### DESCRIPTION OF THE TASK:
Each line from the one with "filename src/db/mod.rs" through the last line of the records must be output exactly, both ends included.

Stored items
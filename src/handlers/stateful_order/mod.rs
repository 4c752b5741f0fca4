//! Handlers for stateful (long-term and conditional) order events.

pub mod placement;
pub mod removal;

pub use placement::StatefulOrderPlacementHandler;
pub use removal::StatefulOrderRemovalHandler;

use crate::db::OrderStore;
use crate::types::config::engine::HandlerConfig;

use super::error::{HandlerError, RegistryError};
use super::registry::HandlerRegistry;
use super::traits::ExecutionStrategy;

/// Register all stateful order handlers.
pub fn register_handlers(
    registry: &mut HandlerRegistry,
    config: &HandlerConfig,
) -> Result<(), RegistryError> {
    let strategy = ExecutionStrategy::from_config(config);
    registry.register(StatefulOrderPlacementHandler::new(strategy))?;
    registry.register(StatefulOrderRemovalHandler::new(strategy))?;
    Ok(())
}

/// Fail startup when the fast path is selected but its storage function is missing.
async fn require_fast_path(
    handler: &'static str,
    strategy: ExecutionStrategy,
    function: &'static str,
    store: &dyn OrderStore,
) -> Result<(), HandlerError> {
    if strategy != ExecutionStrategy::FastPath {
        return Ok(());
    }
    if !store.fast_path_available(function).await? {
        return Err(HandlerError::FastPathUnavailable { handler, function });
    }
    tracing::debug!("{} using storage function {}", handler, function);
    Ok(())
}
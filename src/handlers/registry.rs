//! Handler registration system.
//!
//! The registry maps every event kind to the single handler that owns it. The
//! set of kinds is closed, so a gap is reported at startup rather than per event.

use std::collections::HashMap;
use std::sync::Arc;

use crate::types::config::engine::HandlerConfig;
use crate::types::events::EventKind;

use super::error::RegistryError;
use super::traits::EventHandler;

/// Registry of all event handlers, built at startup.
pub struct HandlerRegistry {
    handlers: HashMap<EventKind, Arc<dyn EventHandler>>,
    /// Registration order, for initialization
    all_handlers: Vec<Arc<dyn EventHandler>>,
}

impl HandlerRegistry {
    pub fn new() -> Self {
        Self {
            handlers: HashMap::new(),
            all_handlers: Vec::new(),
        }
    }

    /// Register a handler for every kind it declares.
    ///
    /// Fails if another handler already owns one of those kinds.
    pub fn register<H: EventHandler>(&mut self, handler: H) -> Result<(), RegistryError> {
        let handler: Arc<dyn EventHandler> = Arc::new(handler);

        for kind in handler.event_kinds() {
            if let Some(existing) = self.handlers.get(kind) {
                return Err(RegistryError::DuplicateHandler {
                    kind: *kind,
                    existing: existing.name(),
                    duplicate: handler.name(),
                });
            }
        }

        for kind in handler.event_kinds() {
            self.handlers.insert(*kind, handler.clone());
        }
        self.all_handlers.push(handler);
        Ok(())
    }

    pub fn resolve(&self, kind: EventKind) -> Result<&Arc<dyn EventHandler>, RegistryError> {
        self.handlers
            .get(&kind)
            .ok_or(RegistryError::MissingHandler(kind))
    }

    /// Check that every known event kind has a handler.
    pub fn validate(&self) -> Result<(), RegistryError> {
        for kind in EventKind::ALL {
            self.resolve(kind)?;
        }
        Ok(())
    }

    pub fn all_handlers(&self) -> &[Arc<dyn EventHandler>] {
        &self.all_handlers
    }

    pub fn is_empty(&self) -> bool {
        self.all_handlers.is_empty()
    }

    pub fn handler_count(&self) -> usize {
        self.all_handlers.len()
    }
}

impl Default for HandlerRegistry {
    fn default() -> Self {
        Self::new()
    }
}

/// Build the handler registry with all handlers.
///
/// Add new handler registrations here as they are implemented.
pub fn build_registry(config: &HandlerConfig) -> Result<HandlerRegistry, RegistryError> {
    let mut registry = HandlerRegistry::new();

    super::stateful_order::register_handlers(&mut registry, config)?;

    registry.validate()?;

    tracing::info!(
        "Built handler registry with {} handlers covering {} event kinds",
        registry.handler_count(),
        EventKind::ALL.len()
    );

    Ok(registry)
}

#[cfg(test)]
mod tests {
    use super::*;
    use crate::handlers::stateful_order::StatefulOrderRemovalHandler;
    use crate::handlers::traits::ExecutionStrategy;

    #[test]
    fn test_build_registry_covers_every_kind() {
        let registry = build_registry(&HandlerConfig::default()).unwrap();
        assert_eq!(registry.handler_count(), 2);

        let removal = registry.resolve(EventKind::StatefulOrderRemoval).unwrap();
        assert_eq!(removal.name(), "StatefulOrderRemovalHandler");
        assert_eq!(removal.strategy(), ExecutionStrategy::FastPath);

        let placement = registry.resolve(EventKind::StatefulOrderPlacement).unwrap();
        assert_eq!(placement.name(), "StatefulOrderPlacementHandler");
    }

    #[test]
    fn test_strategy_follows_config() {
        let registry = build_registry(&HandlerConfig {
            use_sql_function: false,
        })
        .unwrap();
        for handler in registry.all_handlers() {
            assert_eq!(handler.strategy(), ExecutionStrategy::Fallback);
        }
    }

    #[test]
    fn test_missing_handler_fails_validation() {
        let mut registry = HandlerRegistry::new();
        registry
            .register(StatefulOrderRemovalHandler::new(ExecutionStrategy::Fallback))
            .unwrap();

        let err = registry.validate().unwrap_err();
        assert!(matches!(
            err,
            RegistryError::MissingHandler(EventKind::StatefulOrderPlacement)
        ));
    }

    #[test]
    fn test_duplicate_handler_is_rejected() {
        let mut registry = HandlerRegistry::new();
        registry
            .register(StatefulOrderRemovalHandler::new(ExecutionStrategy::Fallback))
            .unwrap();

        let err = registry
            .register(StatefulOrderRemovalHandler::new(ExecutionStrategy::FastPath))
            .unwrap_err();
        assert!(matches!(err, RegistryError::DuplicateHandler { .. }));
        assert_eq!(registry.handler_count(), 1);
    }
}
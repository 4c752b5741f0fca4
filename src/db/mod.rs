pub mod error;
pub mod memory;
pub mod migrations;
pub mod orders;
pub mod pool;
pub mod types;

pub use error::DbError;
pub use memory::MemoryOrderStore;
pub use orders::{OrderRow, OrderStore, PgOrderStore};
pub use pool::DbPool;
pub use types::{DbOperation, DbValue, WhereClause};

### RESPONSE TO THIS TASK:
filename src/db/mod.rs
pub mod error;
pub mod memory;
pub mod migrations;
pub mod orders;
pub mod pool;
pub mod types;

pub use error::DbError;
pub use memory::MemoryOrderStore;
pub use orders::{OrderRow, OrderStore, PgOrderStore};
pub use pool::DbPool;
pub use types::{DbOperation, DbValue, WhereClause};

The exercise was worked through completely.